START Data excerpts
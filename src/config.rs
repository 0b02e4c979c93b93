use serde::Deserialize;

#[derive(Debug, Clone, Deserialize)]
pub struct AppConfig {
    pub server: ServerConfig,
    pub history: HistoryConfig,
    pub monitoring: MonitoringConfig,
    #[serde(default)]
    pub advisor: AdvisorSettings,
}

#[derive(Debug, Clone, Deserialize)]
pub struct ServerConfig {
    pub port: u16,
    pub host: String,
}

#[derive(Debug, Clone, Deserialize)]
pub struct HistoryConfig {
    pub path: String,
    /// Snapshots used as the baseline for anomaly checks and forecasts.
    #[serde(default = "default_window_size")]
    pub window_size: usize,
}

fn default_window_size() -> usize {
    20
}

#[derive(Debug, Clone, Deserialize)]
pub struct MonitoringConfig {
    pub sample_interval_ms: u64,
    /// How often to log app stats (samples taken, issues flagged) at INFO level.
    pub stats_log_interval_secs: u64,
    #[serde(default = "default_top_processes")]
    pub top_processes: usize,
}

fn default_top_processes() -> usize {
    5
}

/// Chat-completions settings. The API key never lives here; it comes from
/// OPENAI_API_KEY when the advisor is constructed.
#[derive(Debug, Clone, Deserialize)]
pub struct AdvisorSettings {
    #[serde(default = "default_model")]
    pub model: String,
    #[serde(default = "default_base_url")]
    pub base_url: String,
    #[serde(default = "default_timeout_secs")]
    pub timeout_secs: u64,
    #[serde(default = "default_max_tokens")]
    pub max_tokens: u32,
    #[serde(default = "default_temperature")]
    pub temperature: f32,
}

impl Default for AdvisorSettings {
    fn default() -> Self {
        Self {
            model: default_model(),
            base_url: default_base_url(),
            timeout_secs: default_timeout_secs(),
            max_tokens: default_max_tokens(),
            temperature: default_temperature(),
        }
    }
}

fn default_model() -> String {
    "gpt-4o-mini".into()
}

fn default_base_url() -> String {
    "https://api.openai.com/v1".into()
}

fn default_timeout_secs() -> u64 {
    60
}

fn default_max_tokens() -> u32 {
    300
}

fn default_temperature() -> f32 {
    0.4
}

impl AppConfig {
    pub fn load() -> anyhow::Result<Self> {
        let path = std::env::var("CONFIG_FILE").unwrap_or_else(|_| "config.toml".into());
        let s = std::fs::read_to_string(&path)?;
        Self::load_from_str(&s)
    }

    /// Parse and validate config from a string (e.g. for tests).
    pub fn load_from_str(s: &str) -> anyhow::Result<Self> {
        let config: AppConfig = toml::from_str(s)?;
        config.validate()?;
        Ok(config)
    }

    fn validate(&self) -> anyhow::Result<()> {
        anyhow::ensure!(
            self.server.port > 0,
            "server.port must be between 1 and 65535, got {}",
            self.server.port
        );
        anyhow::ensure!(!self.history.path.is_empty(), "history.path must be non-empty");
        anyhow::ensure!(
            self.history.window_size > 0,
            "history.window_size must be > 0, got {}",
            self.history.window_size
        );
        anyhow::ensure!(
            self.monitoring.sample_interval_ms > 0,
            "monitoring.sample_interval_ms must be > 0, got {}",
            self.monitoring.sample_interval_ms
        );
        anyhow::ensure!(
            self.monitoring.stats_log_interval_secs > 0,
            "monitoring.stats_log_interval_secs must be > 0, got {}",
            self.monitoring.stats_log_interval_secs
        );
        anyhow::ensure!(
            !self.advisor.model.is_empty(),
            "advisor.model must be non-empty"
        );
        anyhow::ensure!(
            self.advisor.base_url.starts_with("http://")
                || self.advisor.base_url.starts_with("https://"),
            "advisor.base_url must be an http(s) URL, got {:?}",
            self.advisor.base_url
        );
        anyhow::ensure!(
            self.advisor.timeout_secs > 0,
            "advisor.timeout_secs must be > 0, got {}",
            self.advisor.timeout_secs
        );
        anyhow::ensure!(
            self.advisor.max_tokens > 0,
            "advisor.max_tokens must be > 0, got {}",
            self.advisor.max_tokens
        );
        anyhow::ensure!(
            (0.0..=2.0).contains(&self.advisor.temperature),
            "advisor.temperature must be within 0.0..=2.0, got {}",
            self.advisor.temperature
        );
        Ok(())
    }
}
END Data excerpts
Activity
In the answer, each line of the data must appear exactly as written.

Task answer
filename src/config.rs
repository 0b02e4c979c93b93
use serde::Deserialize;

#[derive(Debug, Clone, Deserialize)]
pub struct AppConfig {
    pub server: ServerConfig,
    pub history: HistoryConfig,
    pub monitoring: MonitoringConfig,
    #[serde(default)]
    pub advisor: AdvisorSettings,
}

#[derive(Debug, Clone, Deserialize)]
pub struct ServerConfig {
    pub port: u16,
    pub host: String,
}

#[derive(Debug, Clone, Deserialize)]
pub struct HistoryConfig {
    pub path: String,
    /// Snapshots used as the baseline for anomaly checks and forecasts.
    #[serde(default = "default_window_size")]
    pub window_size: usize,
}

fn default_window_size() -> usize {
    20
}

#[derive(Debug, Clone, Deserialize)]
pub struct MonitoringConfig {
    pub sample_interval_ms: u64,
    /// How often to log app stats (samples taken, issues flagged) at INFO level.
    pub stats_log_interval_secs: u64,
    #[serde(default = "default_top_processes")]
    pub top_processes: usize,
}

fn default_top_processes() -> usize {
    5
}

/// Chat-completions settings. The API key never lives here; it comes from
/// OPENAI_API_KEY when the advisor is constructed.
#[derive(Debug, Clone, Deserialize)]
pub struct AdvisorSettings {
    #[serde(default = "default_model")]
    pub model: String,
    #[serde(default = "default_base_url")]
    pub base_url: String,
    #[serde(default = "default_timeout_secs")]
    pub timeout_secs: u64,
    #[serde(default = "default_max_tokens")]
    pub max_tokens: u32,
    #[serde(default = "default_temperature")]
    pub temperature: f32,
}

impl Default for AdvisorSettings {
    fn default() -> Self {
        Self {
            model: default_model(),
            base_url: default_base_url(),
            timeout_secs: default_timeout_secs(),
            max_tokens: default_max_tokens(),
            temperature: default_temperature(),
        }
    }
}

fn default_model() -> String {
    "gpt-4o-mini".into()
}

fn default_base_url() -> String {
    "https://api.openai.com/v1".into()
}

fn default_timeout_secs() -> u64 {
    60
}

fn default_max_tokens() -> u32 {
    300
}

fn default_temperature() -> f32 {
    0.4
}

impl AppConfig {
    pub fn load() -> anyhow::Result<Self> {
        let path = std::env::var("CONFIG_FILE").unwrap_or_else(|_| "config.toml".into());
        let s = std::fs::read_to_string(&path)?;
        Self::load_from_str(&s)
    }

    /// Parse and validate config from a string (e.g. for tests).
    pub fn load_from_str(s: &str) -> anyhow::Result<Self> {
        let config: AppConfig = toml::from_str(s)?;
        config.validate()?;
        Ok(config)
    }

    fn validate(&self) -> anyhow::Result<()> {
        anyhow::ensure!(
            self.server.port > 0,
            "server.port must be between 1 and 65535, got {}",
            self.server.port
        );
        anyhow::ensure!(!self.history.path.is_empty(), "history.path must be non-empty");
        anyhow::ensure!(
            self.history.window_size > 0,
            "history.window_size must be > 0, got {}",
            self.history.window_size
        );
        anyhow::ensure!(
            self.monitoring.sample_interval_ms > 0,
            "monitoring.sample_interval_ms must be > 0, got {}",
            self.monitoring.sample_interval_ms
        );
        anyhow::ensure!(
            self.monitoring.stats_log_interval_secs > 0,
            "monitoring.stats_log_interval_secs must be > 0, got {}",
            self.monitoring.stats_log_interval_secs
        );
        anyhow::ensure!(
            !self.advisor.model.is_empty(),
            "advisor.model must be non-empty"
        );
        anyhow::ensure!(
            self.advisor.base_url.starts_with("http://")
                || self.advisor.base_url.starts_with("https://"),
            "advisor.base_url must be an http(s) URL, got {:?}",
            self.advisor.base_url
        );
        anyhow::ensure!(
            self.advisor.timeout_secs > 0,
            "advisor.timeout_secs must be > 0, got {}",
            self.advisor.timeout_secs
        );
        anyhow::ensure!(
            self.advisor.max_tokens > 0,
            "advisor.max_tokens must be > 0, got {}",
            self.advisor.max_tokens
        );
        anyhow::ensure!(
            (0.0..=2.0).contains(&self.advisor.temperature),
            "advisor.temperature must be within 0.0..=2.0, got {}",
            self.advisor.temperature
        );
        Ok(())
    }
}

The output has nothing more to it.